Saved data entries

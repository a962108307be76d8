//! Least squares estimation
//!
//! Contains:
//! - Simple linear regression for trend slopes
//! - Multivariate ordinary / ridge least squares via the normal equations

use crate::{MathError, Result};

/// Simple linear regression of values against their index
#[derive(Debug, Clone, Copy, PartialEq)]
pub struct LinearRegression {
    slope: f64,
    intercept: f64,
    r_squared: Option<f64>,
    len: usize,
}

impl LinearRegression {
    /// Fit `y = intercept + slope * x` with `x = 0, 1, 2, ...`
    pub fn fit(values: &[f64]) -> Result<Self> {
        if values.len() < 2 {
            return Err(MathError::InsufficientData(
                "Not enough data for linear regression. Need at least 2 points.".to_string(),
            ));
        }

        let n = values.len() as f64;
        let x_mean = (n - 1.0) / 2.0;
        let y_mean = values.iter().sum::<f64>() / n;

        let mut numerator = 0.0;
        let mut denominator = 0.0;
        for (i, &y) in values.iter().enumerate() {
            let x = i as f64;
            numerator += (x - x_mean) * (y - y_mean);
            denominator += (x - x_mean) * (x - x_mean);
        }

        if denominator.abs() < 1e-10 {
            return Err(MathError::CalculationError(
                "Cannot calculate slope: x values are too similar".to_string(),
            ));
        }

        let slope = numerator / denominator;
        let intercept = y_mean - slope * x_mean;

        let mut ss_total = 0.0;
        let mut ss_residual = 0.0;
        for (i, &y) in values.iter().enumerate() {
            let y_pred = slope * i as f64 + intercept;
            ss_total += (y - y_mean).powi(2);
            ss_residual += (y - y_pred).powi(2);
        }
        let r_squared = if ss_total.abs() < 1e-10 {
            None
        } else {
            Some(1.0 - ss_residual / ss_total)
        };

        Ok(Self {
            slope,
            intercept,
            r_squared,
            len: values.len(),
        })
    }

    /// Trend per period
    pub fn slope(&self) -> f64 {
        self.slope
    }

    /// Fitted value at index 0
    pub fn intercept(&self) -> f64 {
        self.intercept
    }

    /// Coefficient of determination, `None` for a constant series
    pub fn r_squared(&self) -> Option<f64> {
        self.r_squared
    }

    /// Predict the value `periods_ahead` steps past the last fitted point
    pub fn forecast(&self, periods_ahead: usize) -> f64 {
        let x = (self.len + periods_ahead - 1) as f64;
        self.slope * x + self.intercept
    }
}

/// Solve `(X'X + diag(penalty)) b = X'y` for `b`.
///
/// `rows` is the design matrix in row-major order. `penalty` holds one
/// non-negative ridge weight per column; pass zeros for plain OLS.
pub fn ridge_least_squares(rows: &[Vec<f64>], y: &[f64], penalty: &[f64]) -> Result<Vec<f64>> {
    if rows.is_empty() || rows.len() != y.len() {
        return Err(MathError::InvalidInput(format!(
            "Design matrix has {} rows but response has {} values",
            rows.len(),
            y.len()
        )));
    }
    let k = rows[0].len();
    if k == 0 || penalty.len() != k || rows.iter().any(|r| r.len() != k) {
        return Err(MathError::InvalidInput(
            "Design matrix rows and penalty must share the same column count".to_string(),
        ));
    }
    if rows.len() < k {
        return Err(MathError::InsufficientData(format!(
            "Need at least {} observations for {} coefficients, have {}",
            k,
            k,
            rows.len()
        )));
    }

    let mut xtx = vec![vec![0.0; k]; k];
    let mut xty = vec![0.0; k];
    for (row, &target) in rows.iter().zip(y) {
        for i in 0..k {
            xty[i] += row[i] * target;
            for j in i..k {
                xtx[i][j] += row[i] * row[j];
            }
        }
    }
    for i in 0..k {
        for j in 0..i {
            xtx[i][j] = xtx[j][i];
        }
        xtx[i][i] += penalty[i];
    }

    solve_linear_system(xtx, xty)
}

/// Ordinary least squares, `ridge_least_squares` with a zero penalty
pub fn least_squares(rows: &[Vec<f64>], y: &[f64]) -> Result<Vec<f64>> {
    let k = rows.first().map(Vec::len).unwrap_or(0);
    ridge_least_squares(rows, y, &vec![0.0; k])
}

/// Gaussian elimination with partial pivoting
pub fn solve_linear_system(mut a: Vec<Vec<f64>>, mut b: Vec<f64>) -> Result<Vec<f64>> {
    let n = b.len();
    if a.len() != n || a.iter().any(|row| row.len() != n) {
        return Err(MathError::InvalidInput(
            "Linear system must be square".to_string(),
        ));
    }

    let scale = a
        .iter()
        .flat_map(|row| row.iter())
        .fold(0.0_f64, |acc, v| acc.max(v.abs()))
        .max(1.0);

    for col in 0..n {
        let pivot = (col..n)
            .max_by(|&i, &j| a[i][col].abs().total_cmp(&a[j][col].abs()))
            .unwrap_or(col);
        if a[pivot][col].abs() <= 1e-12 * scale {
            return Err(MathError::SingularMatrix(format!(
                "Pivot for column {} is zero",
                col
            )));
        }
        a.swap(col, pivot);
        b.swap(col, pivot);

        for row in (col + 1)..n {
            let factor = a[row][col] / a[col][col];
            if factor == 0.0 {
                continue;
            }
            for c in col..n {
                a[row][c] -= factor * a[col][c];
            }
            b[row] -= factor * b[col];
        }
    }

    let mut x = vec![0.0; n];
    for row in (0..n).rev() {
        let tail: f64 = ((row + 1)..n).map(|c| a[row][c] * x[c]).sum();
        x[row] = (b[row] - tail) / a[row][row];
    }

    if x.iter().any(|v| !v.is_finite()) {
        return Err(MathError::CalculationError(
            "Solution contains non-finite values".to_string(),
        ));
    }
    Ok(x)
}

* * *

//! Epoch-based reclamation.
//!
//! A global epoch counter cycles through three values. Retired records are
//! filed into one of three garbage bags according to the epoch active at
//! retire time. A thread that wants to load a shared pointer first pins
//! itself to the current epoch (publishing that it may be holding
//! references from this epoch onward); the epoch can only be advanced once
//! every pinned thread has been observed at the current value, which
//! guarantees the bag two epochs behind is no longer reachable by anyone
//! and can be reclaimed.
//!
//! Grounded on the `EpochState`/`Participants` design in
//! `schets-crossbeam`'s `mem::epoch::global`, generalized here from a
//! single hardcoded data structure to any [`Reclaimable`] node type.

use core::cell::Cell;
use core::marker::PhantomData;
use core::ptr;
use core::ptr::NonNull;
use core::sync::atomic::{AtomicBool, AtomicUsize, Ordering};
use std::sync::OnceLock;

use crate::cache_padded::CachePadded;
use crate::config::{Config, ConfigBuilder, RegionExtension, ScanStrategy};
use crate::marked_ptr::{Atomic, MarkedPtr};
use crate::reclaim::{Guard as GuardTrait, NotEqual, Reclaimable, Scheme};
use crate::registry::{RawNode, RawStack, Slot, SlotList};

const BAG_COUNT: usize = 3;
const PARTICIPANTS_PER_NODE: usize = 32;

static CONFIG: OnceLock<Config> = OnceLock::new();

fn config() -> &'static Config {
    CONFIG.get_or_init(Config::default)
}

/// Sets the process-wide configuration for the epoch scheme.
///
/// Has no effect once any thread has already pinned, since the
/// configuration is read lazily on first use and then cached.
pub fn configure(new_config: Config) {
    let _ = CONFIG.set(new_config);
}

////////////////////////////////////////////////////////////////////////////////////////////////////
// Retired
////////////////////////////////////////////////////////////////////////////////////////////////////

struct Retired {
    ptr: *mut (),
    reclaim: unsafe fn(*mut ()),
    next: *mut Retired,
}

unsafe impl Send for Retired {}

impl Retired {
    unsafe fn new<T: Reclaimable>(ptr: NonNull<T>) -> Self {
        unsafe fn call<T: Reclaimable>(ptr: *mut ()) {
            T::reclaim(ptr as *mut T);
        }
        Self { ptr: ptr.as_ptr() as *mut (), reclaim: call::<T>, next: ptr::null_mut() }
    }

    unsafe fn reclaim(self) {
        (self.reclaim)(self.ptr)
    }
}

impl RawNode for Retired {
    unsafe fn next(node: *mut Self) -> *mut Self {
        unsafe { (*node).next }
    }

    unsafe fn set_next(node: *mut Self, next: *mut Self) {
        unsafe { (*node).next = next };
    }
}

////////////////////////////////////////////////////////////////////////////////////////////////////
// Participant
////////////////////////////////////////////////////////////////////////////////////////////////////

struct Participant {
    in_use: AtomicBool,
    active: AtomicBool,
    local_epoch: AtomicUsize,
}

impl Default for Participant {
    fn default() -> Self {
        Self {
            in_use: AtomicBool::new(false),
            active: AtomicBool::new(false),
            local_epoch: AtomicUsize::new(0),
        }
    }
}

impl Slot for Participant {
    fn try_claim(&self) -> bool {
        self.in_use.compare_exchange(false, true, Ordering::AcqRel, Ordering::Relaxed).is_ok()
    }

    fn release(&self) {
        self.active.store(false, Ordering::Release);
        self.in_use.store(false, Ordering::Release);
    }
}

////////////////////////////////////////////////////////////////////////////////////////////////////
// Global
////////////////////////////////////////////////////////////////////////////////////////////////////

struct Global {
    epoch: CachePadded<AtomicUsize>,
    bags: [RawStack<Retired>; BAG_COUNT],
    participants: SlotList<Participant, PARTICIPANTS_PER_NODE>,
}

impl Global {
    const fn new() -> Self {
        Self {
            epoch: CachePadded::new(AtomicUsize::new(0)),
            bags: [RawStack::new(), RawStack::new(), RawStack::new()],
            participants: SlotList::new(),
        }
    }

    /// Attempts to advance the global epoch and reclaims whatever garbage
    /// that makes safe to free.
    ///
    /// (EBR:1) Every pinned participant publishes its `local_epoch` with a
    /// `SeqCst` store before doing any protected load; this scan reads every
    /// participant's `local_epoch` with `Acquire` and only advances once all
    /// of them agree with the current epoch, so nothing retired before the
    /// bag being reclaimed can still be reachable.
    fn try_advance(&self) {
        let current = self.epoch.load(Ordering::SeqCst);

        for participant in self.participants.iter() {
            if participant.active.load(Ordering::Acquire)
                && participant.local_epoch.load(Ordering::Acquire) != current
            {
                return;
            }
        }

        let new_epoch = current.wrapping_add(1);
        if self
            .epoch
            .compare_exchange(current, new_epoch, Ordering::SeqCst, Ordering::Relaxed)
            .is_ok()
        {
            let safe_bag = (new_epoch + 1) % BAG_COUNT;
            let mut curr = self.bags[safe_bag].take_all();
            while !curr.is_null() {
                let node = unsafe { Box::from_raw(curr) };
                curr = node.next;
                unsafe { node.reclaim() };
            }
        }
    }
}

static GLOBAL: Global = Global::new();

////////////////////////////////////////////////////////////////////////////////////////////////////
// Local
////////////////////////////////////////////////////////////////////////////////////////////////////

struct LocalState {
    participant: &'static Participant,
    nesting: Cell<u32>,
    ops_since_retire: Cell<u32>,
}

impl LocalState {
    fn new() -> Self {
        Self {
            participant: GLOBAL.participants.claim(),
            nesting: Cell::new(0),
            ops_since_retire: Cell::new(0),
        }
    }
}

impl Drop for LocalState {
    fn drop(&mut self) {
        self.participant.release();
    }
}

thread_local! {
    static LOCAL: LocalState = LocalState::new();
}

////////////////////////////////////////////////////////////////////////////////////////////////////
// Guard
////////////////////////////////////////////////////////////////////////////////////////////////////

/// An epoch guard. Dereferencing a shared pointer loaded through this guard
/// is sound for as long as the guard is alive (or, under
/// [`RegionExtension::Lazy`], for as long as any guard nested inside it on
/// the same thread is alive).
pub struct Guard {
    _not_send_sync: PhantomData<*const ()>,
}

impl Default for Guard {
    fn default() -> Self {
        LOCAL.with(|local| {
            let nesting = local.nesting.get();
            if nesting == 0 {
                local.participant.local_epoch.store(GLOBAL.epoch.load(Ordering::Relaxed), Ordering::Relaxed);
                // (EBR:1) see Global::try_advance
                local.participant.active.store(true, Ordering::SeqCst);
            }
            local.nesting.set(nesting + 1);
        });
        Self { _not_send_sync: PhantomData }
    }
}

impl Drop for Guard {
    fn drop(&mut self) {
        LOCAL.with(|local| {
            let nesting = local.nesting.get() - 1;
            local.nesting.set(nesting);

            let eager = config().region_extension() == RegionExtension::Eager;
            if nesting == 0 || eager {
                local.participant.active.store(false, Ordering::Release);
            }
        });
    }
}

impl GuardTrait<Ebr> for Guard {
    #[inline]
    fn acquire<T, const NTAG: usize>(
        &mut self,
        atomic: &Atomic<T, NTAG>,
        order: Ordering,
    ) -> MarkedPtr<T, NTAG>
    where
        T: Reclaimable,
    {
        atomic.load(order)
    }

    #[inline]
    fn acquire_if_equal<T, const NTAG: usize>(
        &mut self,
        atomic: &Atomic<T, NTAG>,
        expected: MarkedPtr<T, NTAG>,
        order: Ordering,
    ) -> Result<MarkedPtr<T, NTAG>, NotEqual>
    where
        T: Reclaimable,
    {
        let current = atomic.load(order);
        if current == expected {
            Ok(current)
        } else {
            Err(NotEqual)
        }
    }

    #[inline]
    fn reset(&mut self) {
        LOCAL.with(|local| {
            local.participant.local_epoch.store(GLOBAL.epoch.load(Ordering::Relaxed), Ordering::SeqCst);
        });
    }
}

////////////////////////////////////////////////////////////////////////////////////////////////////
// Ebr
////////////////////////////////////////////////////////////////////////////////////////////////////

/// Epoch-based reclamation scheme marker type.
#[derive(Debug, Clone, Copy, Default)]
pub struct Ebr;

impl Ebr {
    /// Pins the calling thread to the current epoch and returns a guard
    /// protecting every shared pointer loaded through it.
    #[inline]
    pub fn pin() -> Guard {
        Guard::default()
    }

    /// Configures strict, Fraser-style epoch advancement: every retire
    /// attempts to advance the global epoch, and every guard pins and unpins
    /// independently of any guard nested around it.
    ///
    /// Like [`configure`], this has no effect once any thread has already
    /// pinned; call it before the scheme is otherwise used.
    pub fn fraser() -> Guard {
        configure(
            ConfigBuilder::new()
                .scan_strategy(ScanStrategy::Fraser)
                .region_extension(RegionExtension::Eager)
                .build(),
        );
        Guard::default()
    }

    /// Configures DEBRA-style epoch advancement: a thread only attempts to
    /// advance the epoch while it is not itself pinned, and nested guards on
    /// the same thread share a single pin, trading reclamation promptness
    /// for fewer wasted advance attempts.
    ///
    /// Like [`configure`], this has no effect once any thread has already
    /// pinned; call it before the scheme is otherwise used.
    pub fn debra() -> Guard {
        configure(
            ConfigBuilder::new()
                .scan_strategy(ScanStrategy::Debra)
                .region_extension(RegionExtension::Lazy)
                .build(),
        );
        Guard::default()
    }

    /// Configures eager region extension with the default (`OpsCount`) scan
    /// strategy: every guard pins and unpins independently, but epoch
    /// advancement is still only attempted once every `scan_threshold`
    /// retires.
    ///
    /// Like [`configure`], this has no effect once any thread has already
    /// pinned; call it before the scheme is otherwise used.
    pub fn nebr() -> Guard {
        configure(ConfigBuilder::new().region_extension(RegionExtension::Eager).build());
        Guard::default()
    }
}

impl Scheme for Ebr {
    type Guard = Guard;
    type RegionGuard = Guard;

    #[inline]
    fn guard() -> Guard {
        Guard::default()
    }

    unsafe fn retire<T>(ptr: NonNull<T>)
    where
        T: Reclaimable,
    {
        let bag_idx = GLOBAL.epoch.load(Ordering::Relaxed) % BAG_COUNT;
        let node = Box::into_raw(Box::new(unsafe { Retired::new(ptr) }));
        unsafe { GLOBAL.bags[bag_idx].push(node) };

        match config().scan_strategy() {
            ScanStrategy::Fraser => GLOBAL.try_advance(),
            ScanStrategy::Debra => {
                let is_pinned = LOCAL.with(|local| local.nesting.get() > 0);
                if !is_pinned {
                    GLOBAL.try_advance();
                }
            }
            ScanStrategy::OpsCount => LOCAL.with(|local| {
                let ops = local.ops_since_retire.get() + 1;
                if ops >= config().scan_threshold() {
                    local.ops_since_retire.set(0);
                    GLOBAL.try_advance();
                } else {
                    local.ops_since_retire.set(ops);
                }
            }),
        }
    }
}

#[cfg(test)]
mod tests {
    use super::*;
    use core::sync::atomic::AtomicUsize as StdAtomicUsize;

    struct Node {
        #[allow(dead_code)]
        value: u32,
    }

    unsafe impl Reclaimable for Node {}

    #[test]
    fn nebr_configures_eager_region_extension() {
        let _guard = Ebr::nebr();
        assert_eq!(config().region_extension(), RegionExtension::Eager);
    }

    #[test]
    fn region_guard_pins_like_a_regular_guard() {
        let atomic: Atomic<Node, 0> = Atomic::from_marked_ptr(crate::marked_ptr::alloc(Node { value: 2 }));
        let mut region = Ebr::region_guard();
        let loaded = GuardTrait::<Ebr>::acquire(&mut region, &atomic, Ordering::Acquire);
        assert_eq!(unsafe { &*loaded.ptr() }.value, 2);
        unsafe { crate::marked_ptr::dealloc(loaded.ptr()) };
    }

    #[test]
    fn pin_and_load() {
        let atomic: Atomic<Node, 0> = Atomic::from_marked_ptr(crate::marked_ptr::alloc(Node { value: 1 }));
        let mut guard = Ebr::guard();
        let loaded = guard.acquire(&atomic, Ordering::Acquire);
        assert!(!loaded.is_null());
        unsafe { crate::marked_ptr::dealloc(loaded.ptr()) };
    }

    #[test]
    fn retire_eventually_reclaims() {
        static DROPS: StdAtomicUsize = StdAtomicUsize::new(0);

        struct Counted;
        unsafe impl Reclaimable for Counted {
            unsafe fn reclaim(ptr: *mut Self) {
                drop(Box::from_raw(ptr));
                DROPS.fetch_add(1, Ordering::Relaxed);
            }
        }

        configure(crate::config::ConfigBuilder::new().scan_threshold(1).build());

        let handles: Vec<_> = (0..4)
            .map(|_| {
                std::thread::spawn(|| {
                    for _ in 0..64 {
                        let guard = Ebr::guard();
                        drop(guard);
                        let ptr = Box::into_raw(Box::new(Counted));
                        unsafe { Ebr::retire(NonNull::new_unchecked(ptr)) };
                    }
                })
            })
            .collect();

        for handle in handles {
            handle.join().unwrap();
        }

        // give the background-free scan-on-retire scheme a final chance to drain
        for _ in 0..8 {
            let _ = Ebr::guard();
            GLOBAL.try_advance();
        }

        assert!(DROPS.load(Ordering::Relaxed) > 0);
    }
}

> [TASK ITEM]:
Copy every line of the data that holds the string "format".

> [SOLUTION BELOW]:
        return Err(MathError::InvalidInput(format!(
        return Err(MathError::InsufficientData(format!(
            return Err(MathError::SingularMatrix(format!(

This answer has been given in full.